平成14年度の応急治療により、樹勢も随分回復し、
前出のような花を久しぶりに咲かせてくれた「森津の藤」ですが・・・
残念ながら、翌平成15年度以降、私が管理することはできませんでした。平成15年度は以前からしばしば管理をされていた地元の造園業者様が管理されたと耳にしております。
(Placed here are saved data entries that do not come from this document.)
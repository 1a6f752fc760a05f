//! 局部变量表：作用域栈与按类型的空闲槽位表

use super::error::TranslateErrorKind;
use crate::bytecode::{Emitter, Slot};
use crate::types::Type;
use std::collections::HashMap;

/// 局部变量
#[derive(Debug, Clone, PartialEq)]
pub struct Variable {
    pub slot: Slot,
    pub ty: Type,
}

/// 函数内的局部变量表
///
/// 名字在所有活动作用域中唯一（不允许遮蔽），离开作用域的槽位
/// 进入对应类型的空闲表，同类型的后续声明优先复用。
#[derive(Debug, Clone)]
pub struct VariableTable {
    variables: HashMap<String, Variable>,
    scopes: Vec<Vec<String>>,
    free: HashMap<Type, Vec<Slot>>,
    allocated: usize,
    max_locals: usize,
}

impl VariableTable {
    pub fn new(max_locals: usize) -> Self {
        Self {
            variables: HashMap::new(),
            scopes: vec![Vec::new()],
            free: HashMap::new(),
            allocated: 0,
            max_locals,
        }
    }

    pub fn begin_scope(&mut self) {
        self.scopes.push(Vec::new());
    }

    /// 退出作用域，返回释放的槽位（按声明顺序）
    pub fn end_scope(&mut self) -> Vec<Variable> {
        let names = self.scopes.pop().unwrap_or_default();
        if self.scopes.is_empty() {
            self.scopes.push(Vec::new());
        }
        let mut released = Vec::with_capacity(names.len());
        for name in names {
            if let Some(variable) = self.variables.remove(&name) {
                self.free
                    .entry(variable.ty.clone())
                    .or_default()
                    .push(variable.slot);
                released.push(variable);
            }
        }
        released
    }

    /// 当前作用域深度
    pub fn depth(&self) -> usize {
        self.scopes.len()
    }

    /// 声明变量：同类型空闲槽位优先，否则向发射器申请新槽位
    pub fn declare(
        &mut self,
        name: &str,
        ty: &Type,
        emitter: &mut dyn Emitter,
    ) -> Result<Slot, TranslateErrorKind> {
        if self.variables.contains_key(name) {
            return Err(TranslateErrorKind::VariableAlreadyExists(name.to_string()));
        }
        let reused = self.free.get_mut(ty).and_then(|slots| slots.pop());
        let slot = match reused {
            Some(slot) => slot,
            None => {
                if self.allocated >= self.max_locals {
                    return Err(TranslateErrorKind::TooManyLocals);
                }
                self.allocated += 1;
                emitter.declare_local(ty)
            }
        };
        self.variables.insert(
            name.to_string(),
            Variable {
                slot,
                ty: ty.clone(),
            },
        );
        if let Some(scope) = self.scopes.last_mut() {
            scope.push(name.to_string());
        }
        Ok(slot)
    }

    pub fn get(&self, name: &str) -> Option<&Variable> {
        self.variables.get(name)
    }

    pub fn contains(&self, name: &str) -> bool {
        self.variables.contains_key(name)
    }

    /// 已向发射器申请的槽位数
    pub fn allocated(&self) -> usize {
        self.allocated
    }
}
公共の藤ですので、入札などを経て、ルールに従い管理者を決めるのは致し方ないことです。
私の5年計画は少々躓いてしまいましたが、この藤を愛する想いは変わりません。

今は直接この藤の管理に手を出すことができない立場に戻ってしまいましたが、
樹木医の責任として、弥富町職員の方をはじめ、この藤に係わる沢山の皆様に、
微力ながら私のノウハウを伝えていければと思っております。
また、ご縁があってこの「森津の藤」に携われました時には、
"夢の五尺"を目標にしようと思っております。

 

平成16年の森津の藤

平成15年度の管理は、残念ながら私の手から離れたものの、
平成14年度の私の応急治療で随分樹勢が回復いたしましたし、
私自身も微力ながら平成14年度の治療で得られた方向性などを
関係各位に提供させていただいておりましたので・・・

まさかこんなことになってしまうとは夢にも思わなかったのですが・・・

2004年5月14日撮影

2004年5月14日撮影
(手前の部分は枯れてしまっています。所々緑色の部分は、新たに植えられた違う種類の藤です。)
写真をクリックするとさらに大きな写真が見られます。

2004年5月14日撮影

2004年5月14日撮影
(手前の部分は枯れてしまっています。所々緑色の部分は、新たに植えられた違う種類の藤です。)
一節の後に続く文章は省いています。